» **GOAL OF THE EXERCISE**
The material below must be retyped in full, with every line kept exactly as it is.

» **RECORDED INFORMATION**
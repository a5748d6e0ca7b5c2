use thiserror::Error;

#[derive(Error, Debug)]
pub enum PipelineError {
    #[error("CSV error: {0}")]
    Csv(#[from] csv::Error),

    #[error("JSON serialization failed: {0}")]
    Json(#[from] serde_json::Error),

    #[error("TOML deserialization failed: {0}")]
    Toml(#[from] toml::de::Error),

    #[error("I/O error: {0}")]
    Io(#[from] std::io::Error),

    #[error("Configuration error: {0}")]
    Config(String),

    #[error("Missing required field: {0}")]
    MissingField(String),

    #[error("Output write failed for {path}: {message}")]
    OutputWrite { path: String, message: String },
}

pub type Result<T> = std::result::Result<T, PipelineError>;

» **EXERCISE ANSWER**
repository a5748d6e0ca7b5c2
use thiserror::Error;

#[derive(Error, Debug)]
pub enum PipelineError {
    #[error("CSV error: {0}")]
    Csv(#[from] csv::Error),

    #[error("JSON serialization failed: {0}")]
    Json(#[from] serde_json::Error),

    #[error("TOML deserialization failed: {0}")]
    Toml(#[from] toml::de::Error),

    #[error("I/O error: {0}")]
    Io(#[from] std::io::Error),

    #[error("Configuration error: {0}")]
    Config(String),

    #[error("Missing required field: {0}")]
    MissingField(String),

    #[error("Output write failed for {path}: {message}")]
    OutputWrite { path: String, message: String },
}

pub type Result<T> = std::result::Result<T, PipelineError>;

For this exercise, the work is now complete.